As fobias têm a natureza de uma projeção devido ao fato de que substituem um perigo interno instintual por outro externo e perceptual. A vantagem disso é que o indivíduo pode proteger-se contra um perigo externo, dele fugindo e evitando a percepção do mesmo, ao passo que é inútil fugir de perigos que surgem de dentro.
A ansiedade sentida nas fobias de animais e, portanto, uma reação afetiva por parte do ego ao perigo – o perigo da castração.
A fobia dos adultos apresenta, fundamentalmente, posição idêntica. O paciente agorafóbico impõe uma restrição a seu ego a fim de escapar de um certo perigo instintual – o perigo de ceder a seus desejos eróticos, pois se o fizesse, o perigo de ser castrado, ou algum perigo semelhante, mais uma vez seria evocado como se fosse em sua infância. Como exemplo: um jovem se tornou agorafóbico porque temia ceder às solicitações de prostitutas e delas contrair doenças como castigo.
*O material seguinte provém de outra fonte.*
pub mod words_controller;

pub use words_controller::configure_words_routes;
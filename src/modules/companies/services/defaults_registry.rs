use std::collections::HashMap;
use std::path::Path;

use serde::Deserialize;

use crate::core::error::{AppError, Result};
use crate::modules::companies::models::CompanyDefaults;

#[derive(Debug, Deserialize)]
struct DefaultsFile {
    #[serde(default)]
    companies: Vec<CompanyDefaults>,
}

/// Lookup of invoice defaults by company id, loaded once at startup
#[derive(Debug, Clone, Default)]
pub struct CompanyDefaultsRegistry {
    companies: HashMap<String, CompanyDefaults>,
}

impl CompanyDefaultsRegistry {
    pub fn new() -> Self {
        Self::default()
    }

    /// Build a registry from already parsed entries
    ///
    /// Rejects duplicate company ids and CGST/SGST rates that differ.
    pub fn from_entries(entries: Vec<CompanyDefaults>) -> Result<Self> {
        let mut companies = HashMap::with_capacity(entries.len());

        for entry in entries {
            if !entry.gst.is_mirrored() {
                return Err(AppError::configuration(format!(
                    "Company {} has CGST rate {} but SGST rate {}; they must match",
                    entry.company_id, entry.gst.cgst_rate, entry.gst.sgst_rate
                )));
            }

            let id = entry.company_id.clone();
            if companies.insert(id.clone(), entry).is_some() {
                return Err(AppError::configuration(format!(
                    "Duplicate company defaults for {}",
                    id
                )));
            }
        }

        Ok(Self { companies })
    }

    /// Parse the YAML defaults document (a top-level `companies` list)
    pub fn from_yaml_str(yaml: &str) -> Result<Self> {
        let file: DefaultsFile = serde_yaml::from_str(yaml)?;
        Self::from_entries(file.companies)
    }

    /// Read and parse a YAML defaults file
    pub async fn load(path: impl AsRef<Path>) -> Result<Self> {
        let path = path.as_ref();
        let contents = tokio::fs::read_to_string(path).await?;
        let registry = Self::from_yaml_str(&contents)?;

        tracing::info!(
            path = %path.display(),
            companies = registry.len(),
            "Loaded company invoice defaults"
        );

        Ok(registry)
    }

    pub fn get(&self, company_id: &str) -> Result<&CompanyDefaults> {
        self.companies
            .get(company_id)
            .ok_or_else(|| AppError::not_found(format!("Company defaults for {}", company_id)))
    }

    /// Company ids in sorted order
    pub fn company_ids(&self) -> Vec<&str> {
        let mut ids: Vec<&str> = self.companies.keys().map(String::as_str).collect();
        ids.sort_unstable();
        ids
    }

    pub fn len(&self) -> usize {
        self.companies.len()
    }

    pub fn is_empty(&self) -> bool {
        self.companies.is_empty()
    }
}
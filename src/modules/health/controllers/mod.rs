pub mod health_controller;

pub use health_controller::configure;
use rust_decimal::Decimal;
use serde::{Deserialize, Serialize};

use super::{GstConfiguration, LineItem};

/// Derived invoice totals, rebuilt from scratch on every computation
///
/// Tax and surcharge amounts are exact (unrounded); `gross_amount` is the
/// whole-rupee total and `rounding_off` the signed adjustment to reach it.
#[derive(Debug, Clone, Default, PartialEq, Eq, Serialize, Deserialize)]
#[serde(rename_all = "camelCase")]
pub struct InvoiceTotals {
    #[serde(rename = "totalBeforeGST")]
    pub total_before_gst: Decimal,
    pub cgst_amount: Decimal,
    pub sgst_amount: Decimal,
    pub igst_amount: Decimal,
    pub fuel_surcharge_amount: Decimal,
    /// Active tax amounts plus the fuel surcharge
    #[serde(rename = "totalGSTAmount")]
    pub total_gst_amount: Decimal,
    pub total_amount: Decimal,
    pub gross_amount: i64,
    pub rounding_off: Decimal,
}

/// Request body for `POST /invoices/totals`
#[derive(Debug, Clone, Deserialize)]
pub struct ComputeTotalsRequest {
    #[serde(default)]
    pub items: Vec<LineItem>,
    #[serde(default)]
    pub gst: GstConfiguration,
}

/// Totals together with the gross amount spelled out
#[derive(Debug, Clone, Serialize, Deserialize)]
#[serde(rename_all = "camelCase")]
pub struct InvoiceTotalsResponse {
    pub totals: InvoiceTotals,
    pub in_words: String,
}
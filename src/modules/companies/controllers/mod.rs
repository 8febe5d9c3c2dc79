pub mod company_controller;

pub use company_controller::configure_company_routes;
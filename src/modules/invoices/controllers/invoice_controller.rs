//! Invoice calculation endpoints
//!
//! Stateless: the browser form posts its current items and GST settings and
//! writes the returned values back into its own state.

use actix_web::{web, HttpResponse};

use crate::core::error::AppError;
use crate::modules::invoices::models::{
    ComputeTotalsRequest, InvoiceTotalsResponse, LineItem,
};
use crate::modules::invoices::services::item_total::{
    update_item_total, ItemTotalRequest, ItemTotalResponse, ManualOverrides,
};
use crate::modules::invoices::services::TotalsCalculator;
use crate::modules::words::services::convert_amount_to_words;

/// Compute totals and the gross amount in words
///
/// A gross amount that cannot be spelled (negative credit notes) still
/// returns the totals, with empty words.
///
/// POST /invoices/totals
pub async fn compute_totals(body: web::Json<ComputeTotalsRequest>) -> HttpResponse {
    let request = body.into_inner();
    let totals = TotalsCalculator::new().compute(&request.items, &request.gst);
    let in_words = match convert_amount_to_words(totals.gross_amount) {
        Ok(words) => words,
        Err(err) => {
            tracing::warn!(
                gross_amount = totals.gross_amount,
                error = %err,
                "Invoice gross amount cannot be written in words"
            );
            String::new()
        }
    };

    HttpResponse::Ok().json(InvoiceTotalsResponse { totals, in_words })
}

/// Derive a single line total from quantity and unit price
///
/// POST /invoices/line-items/total
pub async fn compute_item_total(
    body: web::Json<ItemTotalRequest>,
) -> Result<HttpResponse, AppError> {
    let request = body.into_inner();
    let mut items = [LineItem {
        quantity: request.quantity,
        unit_price: request.unit_price,
        ..LineItem::default()
    }];
    let mut manual = ManualOverrides::new();

    let update = update_item_total(&mut items, 0, None, None, &mut manual)?;

    Ok(HttpResponse::Ok().json(ItemTotalResponse::from(update)))
}

/// Configure invoice routes
pub fn configure_invoice_routes(cfg: &mut web::ServiceConfig) {
    cfg.service(
        web::scope("/invoices")
            .route("/totals", web::post().to(compute_totals))
            .route("/line-items/total", web::post().to(compute_item_total)),
    );
}
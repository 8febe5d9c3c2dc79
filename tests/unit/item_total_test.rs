// Property-based tests for per-item total derivation
//
// Properties tested:
// 1. priced items get quantity × unit_price with exactly two decimal places
// 2. the "-" sentinel and empty price leave the total untouched, on every call
// 3. zero quantity or a "0" price is not manual

use gst_invoice::invoices::services::{derive_total, ItemTotalUpdate};
use gst_invoice::invoices::{update_item_total, LineItem, ManualOverrides};
use proptest::prelude::*;
use rust_decimal::Decimal;

fn price_text(paise: u64) -> String {
    format!("{}.{:02}", paise / 100, paise % 100)
}

proptest! {
    #[test]
    fn test_derived_total_is_quantity_times_price(
        quantity in 0u32..10_000u32,
        price_paise in 0u64..10_000_000u64,
    ) {
        let mut items = vec![LineItem::default()];
        let mut manual = ManualOverrides::new();

        let update = update_item_total(
            &mut items,
            0,
            Some(quantity),
            Some(price_text(price_paise).as_str()),
            &mut manual,
        ).unwrap();

        let expected = Decimal::new((quantity as u64 * price_paise) as i64, 2);
        let total = items[0].total.clone();
        prop_assert_eq!(update, ItemTotalUpdate::Derived { total: total.clone() });
        prop_assert_eq!(total.parse::<Decimal>().unwrap(), expected);

        let (_, fraction) = total.split_once('.').unwrap();
        prop_assert_eq!(fraction.len(), 2);
        prop_assert!(manual.is_empty());
    }

    #[test]
    fn test_manual_override_is_idempotent(
        total in "[0-9]{1,6}\\.[0-9]{2}",
        quantities in prop::collection::vec(0u32..1000u32, 1..8),
    ) {
        let mut items = vec![LineItem::manual("Handling", "", 1, total.clone())];
        let mut manual = ManualOverrides::new();

        update_item_total(&mut items, 0, None, Some("-"), &mut manual).unwrap();
        for quantity in quantities {
            let update = update_item_total(&mut items, 0, Some(quantity), None, &mut manual).unwrap();
            prop_assert_eq!(update, ItemTotalUpdate::Manual);
            prop_assert_eq!(&items[0].total, &total);
            prop_assert!(manual.contains(0));
        }
    }
}

#[test]
fn test_empty_price_is_manual() {
    let mut items = vec![LineItem::manual("Packing", "", 2, "75.00")];
    let mut manual = ManualOverrides::new();

    let update = update_item_total(&mut items, 0, Some(5), Some(""), &mut manual).unwrap();

    assert_eq!(update, ItemTotalUpdate::Manual);
    assert_eq!(items[0].total, "75.00");
    assert_eq!(items[0].quantity, 5);
}

#[test]
fn test_zero_price_and_zero_quantity_are_not_manual() {
    let mut items = vec![LineItem::default(), LineItem::default()];
    let mut manual = ManualOverrides::new();

    let zero_price = update_item_total(&mut items, 0, Some(3), Some("0"), &mut manual).unwrap();
    let zero_quantity = update_item_total(&mut items, 1, Some(0), Some("250"), &mut manual).unwrap();

    assert_eq!(zero_price, ItemTotalUpdate::Derived { total: "0.00".to_string() });
    assert_eq!(zero_quantity, ItemTotalUpdate::Derived { total: "0.00".to_string() });
    assert!(manual.is_empty());
}

#[test]
fn test_malformed_price_derives_zero() {
    let mut items = vec![LineItem::default()];
    let mut manual = ManualOverrides::new();

    let update = update_item_total(&mut items, 0, Some(2), Some("12abc"), &mut manual).unwrap();

    assert_eq!(update, ItemTotalUpdate::Derived { total: "0.00".to_string() });
}

#[test]
fn test_derive_total_rounds_to_paise() {
    assert_eq!(derive_total(3, "0.335".parse().unwrap()), "1.01");
    assert_eq!(derive_total(1, Decimal::ONE_HUNDRED), "100.00");
}
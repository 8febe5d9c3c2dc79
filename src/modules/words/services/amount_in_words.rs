//! Rupee amounts spelled out with Indian grouping (crore, lakh, thousand,
//! hundred), e.g. `150000` -> "One Lakh Fifty Thousand Rupees Only".

use crate::core::error::AppError;

/// Largest amount that can be spelled: 999,99,99,999
pub const MAX_AMOUNT_IN_WORDS: u64 = 99_999_999_999;

const CRORE: u64 = 10_000_000;
const LAKH: u64 = 100_000;
const THOUSAND: u64 = 1_000;
const HUNDRED: u64 = 100;

const ONES: [&str; 20] = [
    "", "One", "Two", "Three", "Four", "Five", "Six", "Seven", "Eight", "Nine", "Ten",
    "Eleven", "Twelve", "Thirteen", "Fourteen", "Fifteen", "Sixteen", "Seventeen",
    "Eighteen", "Nineteen",
];

const TENS: [&str; 10] = [
    "", "", "Twenty", "Thirty", "Forty", "Fifty", "Sixty", "Seventy", "Eighty", "Ninety",
];

/// Spell out a whole-rupee amount as "`{words}` Rupees Only"
///
/// Zero gives "Zero Rupees Only". Amounts above [`MAX_AMOUNT_IN_WORDS`] are
/// rejected.
pub fn amount_in_words(amount: u64) -> Result<String, AppError> {
    if amount > MAX_AMOUNT_IN_WORDS {
        return Err(AppError::validation(format!(
            "Amount {} exceeds the largest amount that can be written in words ({})",
            amount, MAX_AMOUNT_IN_WORDS
        )));
    }

    if amount == 0 {
        return Ok("Zero Rupees Only".to_string());
    }

    let mut words = Vec::new();
    push_indian_groups(amount, &mut words);

    Ok(format!("{} Rupees Only", words.join(" ")))
}

/// Spell out an invoice gross amount, rejecting negative values
pub fn convert_amount_to_words(gross_amount: i64) -> Result<String, AppError> {
    let amount = u64::try_from(gross_amount).map_err(|_| {
        AppError::validation(format!(
            "Cannot write a negative amount in words: {}",
            gross_amount
        ))
    })?;

    amount_in_words(amount)
}

/// Crores first, then lakhs, thousands, hundreds and the last two digits.
/// Zero groups are skipped. A crore count above 99 is itself spelled with
/// thousand and hundred grouping.
fn push_indian_groups(amount: u64, words: &mut Vec<&'static str>) {
    let crores = amount / CRORE;
    let mut rest = amount % CRORE;

    if crores > 0 {
        push_indian_groups(crores, words);
        words.push("Crore");
    }

    for (scale, name) in [(LAKH, "Lakh"), (THOUSAND, "Thousand")] {
        let group = rest / scale;
        rest %= scale;
        if group > 0 {
            push_below_hundred(group, words);
            words.push(name);
        }
    }

    let hundreds = rest / HUNDRED;
    rest %= HUNDRED;
    if hundreds > 0 {
        push_below_hundred(hundreds, words);
        words.push("Hundred");
    }

    push_below_hundred(rest, words);
}

fn push_below_hundred(n: u64, words: &mut Vec<&'static str>) {
    let n = n as usize;
    match n {
        0 => {}
        1..=19 => words.push(ONES[n]),
        _ => {
            words.push(TENS[n / 10]);
            if n % 10 > 0 {
                words.push(ONES[n % 10]);
            }
        }
    }
}
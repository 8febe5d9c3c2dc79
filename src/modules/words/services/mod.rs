pub mod amount_in_words;

pub use amount_in_words::{amount_in_words, convert_amount_to_words, MAX_AMOUNT_IN_WORDS};
use actix_cors::Cors;
use actix_web::{web, App, HttpServer};
use anyhow::Context;
use tracing_actix_web::TracingLogger;
use tracing_subscriber::{layer::SubscriberExt, util::SubscriberInitExt, EnvFilter};

use gst_invoice::companies::CompanyDefaultsRegistry;
use gst_invoice::config::{Config, LogFormat};

#[actix_web::main]
async fn main() -> anyhow::Result<()> {
    // Load configuration
    let config = Config::from_env().context("Failed to load configuration")?;
    config.validate().context("Configuration validation failed")?;

    init_tracing(&config);

    tracing::info!("Starting GST invoice calculation service");
    tracing::info!("Environment: {}", config.app.env);
    tracing::info!("Server binding to: {}", config.server.bind_address());

    let registry = match &config.app.company_defaults_path {
        Some(path) => CompanyDefaultsRegistry::load(path)
            .await
            .with_context(|| format!("Failed to load company defaults from {}", path.display()))?,
        None => {
            tracing::warn!("COMPANY_DEFAULTS_PATH not set, no company defaults available");
            CompanyDefaultsRegistry::new()
        }
    };
    let registry = web::Data::new(registry);

    let bind_address = config.server.bind_address();
    let cors_origin = config.server.cors_allowed_origin.clone();
    let server = HttpServer::new(move || {
        let cors = match &cors_origin {
            Some(origin) => Cors::default()
                .allowed_origin(origin)
                .allow_any_method()
                .allow_any_header(),
            None => Cors::permissive(),
        };

        App::new()
            .wrap(cors)
            .wrap(TracingLogger::default())
            .app_data(registry.clone())
            .configure(gst_invoice::configure_routes)
    })
    .workers(config.server.workers)
    .bind(&bind_address)
    .with_context(|| format!("Failed to bind {}", bind_address))?
    .run();

    tracing::info!("Server started at http://{}", bind_address);

    server.await.context("Server terminated with an error")
}

fn init_tracing(config: &Config) {
    let filter = EnvFilter::try_from_default_env().unwrap_or_else(|_| {
        format!("gst_invoice={},actix_web=info", config.app.log_level).into()
    });
    let registry = tracing_subscriber::registry().with(filter);

    match config.app.log_format {
        LogFormat::Json => registry.with(tracing_subscriber::fmt::layer().json()).init(),
        LogFormat::Pretty => registry.with(tracing_subscriber::fmt::layer()).init(),
    }
}
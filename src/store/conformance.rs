//! Conformance test suite for [`AuthLoginStore`] implementations.
//!
//! Each function checks one clause of the store contract against whatever
//! backend it is given. Functions only touch records whose `user_id` they
//! generate themselves, so the suite also runs against a shared, non-empty
//! database.
//!
//! ```ignore
//! use auth_logins::store::{MemoryAuthLoginStore, conformance};
//!
//! conformance::run_all(&MemoryAuthLoginStore::new());
//! ```

use std::sync::Arc;

use chrono::{DateTime, Duration, TimeZone, Utc};

use super::AuthLoginStore;
use crate::db::error::StoreError;
use crate::db::models::auth_login::{AuthLogin, NewAuthLogin, UpdateAuthLogin};

/// A `user_id` no other test run will produce.
pub fn unique_user_id(tag: &str) -> String {
    format!("auth0|{tag}-{}", uuid::Uuid::new_v4().simple())
}

/// A fully populated profile, as an identity provider would send it.
pub fn sample_record(user_id: &str) -> NewAuthLogin {
    NewAuthLogin {
        user_id: user_id.to_string(),
        name: "Ada Lovelace".to_string(),
        nickname: "ada".to_string(),
        username: "alovelace".to_string(),
        email: "a@b.com".to_string(),
        email_verified: true,
        picture: "https://example.com/ada.png".to_string(),
        company: "Analytical Engines".to_string(),
        blog: "https://ada.example.com".to_string(),
        phone: "+44 20 7946 0000".to_string(),
        phone_verified: false,
        locale: "en-GB".to_string(),
        login_provider: "auth0".to_string(),
        last_login: at(2024, 1, 15),
        last_ip: "192.0.2.10".to_string(),
        logins_count: 0,
    }
}

fn at(year: i32, month: u32, day: u32) -> DateTime<Utc> {
    Utc.with_ymd_and_hms(year, month, day, 12, 0, 0)
        .single()
        .expect("valid fixture date")
}

/// Runs every single-threaded check.
pub fn run_all<S: AuthLoginStore>(store: &S) {
    create_assigns_id_and_timestamps(store);
    create_assigns_distinct_increasing_ids(store);
    create_duplicate_user_id_is_duplicate_key(store);
    create_rejects_blank_required_values(store);
    find_by_user_id_unknown_is_not_found(store);
    find_by_id_returns_the_created_record(store);
    update_applies_only_given_fields(store);
    update_unknown_user_is_not_found(store);
    update_rejects_blank_email(store);
    update_empty_changes_touches_only_updated_at(store);
    record_login_increments_and_overwrites(store);
    record_login_unknown_user_is_not_found(store);
    record_login_past_max_count_is_a_database_error(store);
    timestamps_read_back_at_microsecond_precision(store);
    upsert_creates_then_overwrites(store);
    list_is_ordered_by_id(store);
}

/// `create` returns the stored row with `created_at == updated_at`.
pub fn create_assigns_id_and_timestamps<S: AuthLoginStore>(store: &S) {
    let user_id = unique_user_id("create");
    let record = sample_record(&user_id);

    let created = store.create(&record).expect("create should succeed");

    assert!(created.id > 0, "id should be assigned: {created:?}");
    assert_eq!(created.user_id, user_id);
    assert_eq!(created.email, record.email);
    assert_eq!(created.logins_count, 0);
    assert_eq!(created.created_at, created.updated_at);
    assert_eq!(store.find_by_user_id(&user_id).expect("find"), created);
}

pub fn create_assigns_distinct_increasing_ids<S: AuthLoginStore>(store: &S) {
    let first = store
        .create(&sample_record(&unique_user_id("ids")))
        .expect("create first");
    let second = store
        .create(&sample_record(&unique_user_id("ids")))
        .expect("create second");
    assert!(second.id > first.id, "{} should exceed {}", second.id, first.id);
}

pub fn create_duplicate_user_id_is_duplicate_key<S: AuthLoginStore>(store: &S) {
    let user_id = unique_user_id("dup");
    let original = store.create(&sample_record(&user_id)).expect("create");

    let again = NewAuthLogin {
        name: "Someone Else".to_string(),
        ..sample_record(&user_id)
    };
    let err = store.create(&again).expect_err("duplicate must fail");

    assert!(err.is_duplicate_key(), "unexpected error: {err:?}");
    assert_eq!(store.find_by_user_id(&user_id).expect("find"), original);
}

pub fn create_rejects_blank_required_values<S: AuthLoginStore>(store: &S) {
    let user_id = unique_user_id("blank");
    let cases = [
        NewAuthLogin {
            email: String::new(),
            ..sample_record(&user_id)
        },
        NewAuthLogin {
            login_provider: " ".to_string(),
            ..sample_record(&user_id)
        },
        NewAuthLogin {
            logins_count: -3,
            ..sample_record(&user_id)
        },
    ];

    for record in &cases {
        let err = store.create(record).expect_err("blank value must be rejected");
        assert!(err.is_constraint_violation(), "unexpected error: {err:?}");
    }
    let err = store
        .create(&sample_record(""))
        .expect_err("blank user_id must be rejected");
    assert!(err.is_constraint_violation(), "unexpected error: {err:?}");

    assert!(store.find_by_user_id(&user_id).unwrap_err().is_not_found());
}

pub fn find_by_user_id_unknown_is_not_found<S: AuthLoginStore>(store: &S) {
    let err = store
        .find_by_user_id(&unique_user_id("ghost"))
        .expect_err("unknown user_id");
    assert!(err.is_not_found(), "unexpected error: {err:?}");
}

pub fn find_by_id_returns_the_created_record<S: AuthLoginStore>(store: &S) {
    let created = store
        .create(&sample_record(&unique_user_id("by-id")))
        .expect("create");
    assert_eq!(store.find_by_id(created.id).expect("find by id"), created);
    assert!(store.find_by_id(-1).unwrap_err().is_not_found());
}

pub fn update_applies_only_given_fields<S: AuthLoginStore>(store: &S) {
    let user_id = unique_user_id("update");
    let created = store.create(&sample_record(&user_id)).expect("create");

    let changes = UpdateAuthLogin {
        nickname: Some("countess".to_string()),
        email_verified: Some(false),
        company: Some(String::new()),
        ..Default::default()
    };
    let updated = store.update(&user_id, &changes).expect("update");

    assert_eq!(updated.nickname, "countess");
    assert!(!updated.email_verified);
    assert_eq!(updated.company, "");
    assert!(updated.updated_at >= created.updated_at);
    assert_eq!(
        AuthLogin {
            nickname: created.nickname.clone(),
            email_verified: created.email_verified,
            company: created.company.clone(),
            updated_at: created.updated_at,
            ..updated.clone()
        },
        created,
        "fields not named in the update must not change"
    );
}

pub fn update_unknown_user_is_not_found<S: AuthLoginStore>(store: &S) {
    let changes = UpdateAuthLogin {
        locale: Some("fr-FR".to_string()),
        ..Default::default()
    };
    let err = store
        .update(&unique_user_id("ghost"), &changes)
        .expect_err("unknown user_id");
    assert!(err.is_not_found(), "unexpected error: {err:?}");
}

pub fn update_rejects_blank_email<S: AuthLoginStore>(store: &S) {
    let user_id = unique_user_id("blank-email");
    let created = store.create(&sample_record(&user_id)).expect("create");

    let changes = UpdateAuthLogin {
        email: Some(String::new()),
        ..Default::default()
    };
    let err = store.update(&user_id, &changes).expect_err("blank email");

    assert!(err.is_constraint_violation(), "unexpected error: {err:?}");
    assert_eq!(store.find_by_user_id(&user_id).expect("find"), created);
}

pub fn update_empty_changes_touches_only_updated_at<S: AuthLoginStore>(store: &S) {
    let user_id = unique_user_id("touch");
    let created = store.create(&sample_record(&user_id)).expect("create");

    let updated = store
        .update(&user_id, &UpdateAuthLogin::default())
        .expect("empty update");

    assert!(updated.updated_at >= created.updated_at);
    assert_eq!(
        AuthLogin {
            updated_at: created.updated_at,
            ..updated
        },
        created
    );
}

/// The worked example: one login from `1.2.3.4` at `t1`.
pub fn record_login_increments_and_overwrites<S: AuthLoginStore>(store: &S) {
    let user_id = unique_user_id("login");
    let created = store.create(&sample_record(&user_id)).expect("create");
    let t1 = at(2024, 2, 1);

    let after = store
        .record_login(&user_id, "1.2.3.4", t1)
        .expect("record login");

    assert_eq!(after.logins_count, 1);
    assert_eq!(after.last_ip, "1.2.3.4");
    assert_eq!(after.last_login, t1);
    assert!(after.updated_at >= created.updated_at);
    assert_eq!(
        AuthLogin {
            logins_count: created.logins_count,
            last_ip: created.last_ip.clone(),
            last_login: created.last_login,
            updated_at: created.updated_at,
            ..after.clone()
        },
        created,
        "record_login must leave every other field unchanged"
    );

    let again = store
        .record_login(&user_id, "5.6.7.8", at(2024, 2, 2))
        .expect("second login");
    assert_eq!(again.logins_count, 2);
    assert_eq!(again.last_ip, "5.6.7.8");
}

pub fn record_login_unknown_user_is_not_found<S: AuthLoginStore>(store: &S) {
    let err = store
        .record_login(&unique_user_id("ghost"), "1.2.3.4", at(2024, 2, 1))
        .expect_err("unknown user_id");
    assert!(err.is_not_found(), "unexpected error: {err:?}");
}

pub fn record_login_past_max_count_is_a_database_error<S: AuthLoginStore>(store: &S) {
    let user_id = unique_user_id("max-count");
    store.create(&sample_record(&user_id)).expect("create");
    let full = store
        .update(
            &user_id,
            &UpdateAuthLogin {
                logins_count: Some(i32::MAX),
                ..Default::default()
            },
        )
        .expect("update");

    let err = store
        .record_login(&user_id, "1.2.3.4", at(2024, 2, 1))
        .expect_err("count overflow");

    assert!(matches!(err, StoreError::Database(_)), "unexpected error: {err:?}");
    assert_eq!(store.find_by_user_id(&user_id).expect("find"), full);
}

/// Nanosecond inputs come back cut to microseconds, identical to what a
/// later read returns.
pub fn timestamps_read_back_at_microsecond_precision<S: AuthLoginStore>(store: &S) {
    let user_id = unique_user_id("micros");
    let t0 = at(2024, 1, 15) + Duration::nanoseconds(123_456_789);
    let created = store
        .create(&NewAuthLogin {
            last_login: t0,
            ..sample_record(&user_id)
        })
        .expect("create");
    assert_eq!(created.last_login, at(2024, 1, 15) + Duration::microseconds(123_456));
    assert_eq!(created.created_at.timestamp_subsec_nanos() % 1_000, 0);
    assert_eq!(store.find_by_user_id(&user_id).expect("find"), created);

    let t1 = at(2024, 2, 1) + Duration::nanoseconds(987_654_321);
    let after = store
        .record_login(&user_id, "1.2.3.4", t1)
        .expect("record login");
    assert_eq!(after.last_login, at(2024, 2, 1) + Duration::microseconds(987_654));
    assert_eq!(after.updated_at.timestamp_subsec_nanos() % 1_000, 0);
    assert_eq!(store.find_by_user_id(&user_id).expect("find"), after);

    let changes = UpdateAuthLogin {
        last_login: Some(at(2024, 3, 1) + Duration::nanoseconds(1_999)),
        ..Default::default()
    };
    let updated = store.update(&user_id, &changes).expect("update");
    assert_eq!(updated.last_login, at(2024, 3, 1) + Duration::microseconds(1));
    assert_eq!(store.find_by_user_id(&user_id).expect("find"), updated);
}

pub fn upsert_creates_then_overwrites<S: AuthLoginStore>(store: &S) {
    let user_id = unique_user_id("upsert");

    let created = store.upsert(&sample_record(&user_id)).expect("first upsert");
    assert_eq!(created.created_at, created.updated_at);

    let refreshed = NewAuthLogin {
        name: "Augusta Ada King".to_string(),
        picture: "https://example.com/ada-2.png".to_string(),
        logins_count: 12,
        ..sample_record(&user_id)
    };
    let updated = store.upsert(&refreshed).expect("second upsert");

    assert_eq!(updated.id, created.id);
    assert_eq!(updated.created_at, created.created_at);
    assert!(updated.updated_at >= created.updated_at);
    assert_eq!(updated.name, "Augusta Ada King");
    assert_eq!(updated.picture, "https://example.com/ada-2.png");
    assert_eq!(updated.logins_count, 12);

    let err = store
        .upsert(&NewAuthLogin {
            email: String::new(),
            ..refreshed
        })
        .expect_err("blank email");
    assert!(err.is_constraint_violation(), "unexpected error: {err:?}");
}

pub fn list_is_ordered_by_id<S: AuthLoginStore>(store: &S) {
    let mut ours = Vec::new();
    for _ in 0..3 {
        let created = store
            .create(&sample_record(&unique_user_id("list")))
            .expect("create");
        ours.push(created.id);
    }

    let all = store.list().expect("list");
    assert!(all.windows(2).all(|w| w[0].id < w[1].id), "list must be ordered by id");

    let listed: Vec<i32> = all
        .iter()
        .map(|r| r.id)
        .filter(|id| ours.contains(id))
        .collect();
    assert_eq!(listed, ours);
}

/// Parallel `record_login` calls on one user must each be counted once.
pub fn concurrent_record_login_counts_every_login<S: AuthLoginStore + 'static>(store: Arc<S>) {
    const THREADS: i32 = 8;
    const LOGINS_PER_THREAD: i32 = 25;

    let user_id = unique_user_id("concurrent");
    store.create(&sample_record(&user_id)).expect("create");

    std::thread::scope(|scope| {
        for t in 0..THREADS {
            let store = Arc::clone(&store);
            let user_id = user_id.as_str();
            scope.spawn(move || {
                for _ in 0..LOGINS_PER_THREAD {
                    store
                        .record_login(user_id, &format!("10.0.0.{t}"), Utc::now())
                        .expect("record login");
                }
            });
        }
    });

    let after = store.find_by_user_id(&user_id).expect("find");
    assert_eq!(after.logins_count, THREADS * LOGINS_PER_THREAD);
}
A sintomatologia da agorafobia torna-se mais complicada pelo fato de que o ego não se limita a fazer uma renúncia. A fim de furtar-se à situação de perigo, faz mais: em geral efetua uma regressão à infância. Tal regressão torna-se agora uma condição cuja realização isenta o ego de fazer sua renúncia. Por exemplo, um paciente agorafóbico pode ser capaz de caminhar na rua contanto que esteja acompanhado, como uma criancinha, por alguém que ele conhece e em quem confia; ou pelo mesmo motivo, poderá ser capaz de sair sozinho, contanto que permaneça a uma certa distância de sua própria casa e não vá a lugares que não lhe sejam familiares ou onde as pessoas não o conheçam. A fobia de estar sozinho não é ambígua em seu significado, independentemente de qualquer repressão infantil: ela é, em última análise, um esforço para evitar a tentação de entregar-se à masturbação solitária. A regressão infantil naturalmente só pode ocorrer quando o indivíduo não é mais uma criança.
Uma fobia geralmente se estabelece após o primeiro ataque de ansiedade ter sido experimentado em circunstâncias específicas, tais como na rua, em um trem ou em solidão. A partir desse ponto, a ansiedade é mantida em interdição pela fobia, mas ressurge sempre que a condição não pode ser realizada. O mecanismo da fobia presta bons serviços como meio de defesa e tende a ser muito estável. Uma continuação da luta defensiva, sob a forma de uma luta contra o sintoma, ocorre com freqüência, mas não invariavelmente.